YOUR TASK:
Identify every line in the records below that contains the word "pass", and copy each of those lines.

THE DATA:
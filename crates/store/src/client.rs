//! ClickHouse client wrapper.

use clickhouse::Client;
use ingest_core::Result;
use tracing::info;

use crate::config::ClickHouseConfig;

#[derive(Clone)]
pub struct ClickHouseClient {
    inner: Client,
    config: ClickHouseConfig,
}

impl ClickHouseClient {
    pub fn new(config: ClickHouseConfig) -> Result<Self> {
        let mut client = Client::default()
            .with_url(&config.url)
            .with_database(&config.database);

        if let Some(ref user) = config.username {
            client = client.with_user(user);
        }

        if let Some(ref pass) = config.password {
            client = client.with_password(pass);
        }

        info!(
            url = %config.url,
            table = %config.qualified_table(),
            "Created ClickHouse client"
        );

        Ok(Self {
            inner: client,
            config,
        })
    }

    /// Returns the inner clickhouse client.
    pub fn inner(&self) -> &Client {
        &self.inner
    }

    pub fn config(&self) -> &ClickHouseConfig {
        &self.config
    }
}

EXPECTED ANSWER:
        if let Some(ref pass) = config.password {
            client = client.with_password(pass);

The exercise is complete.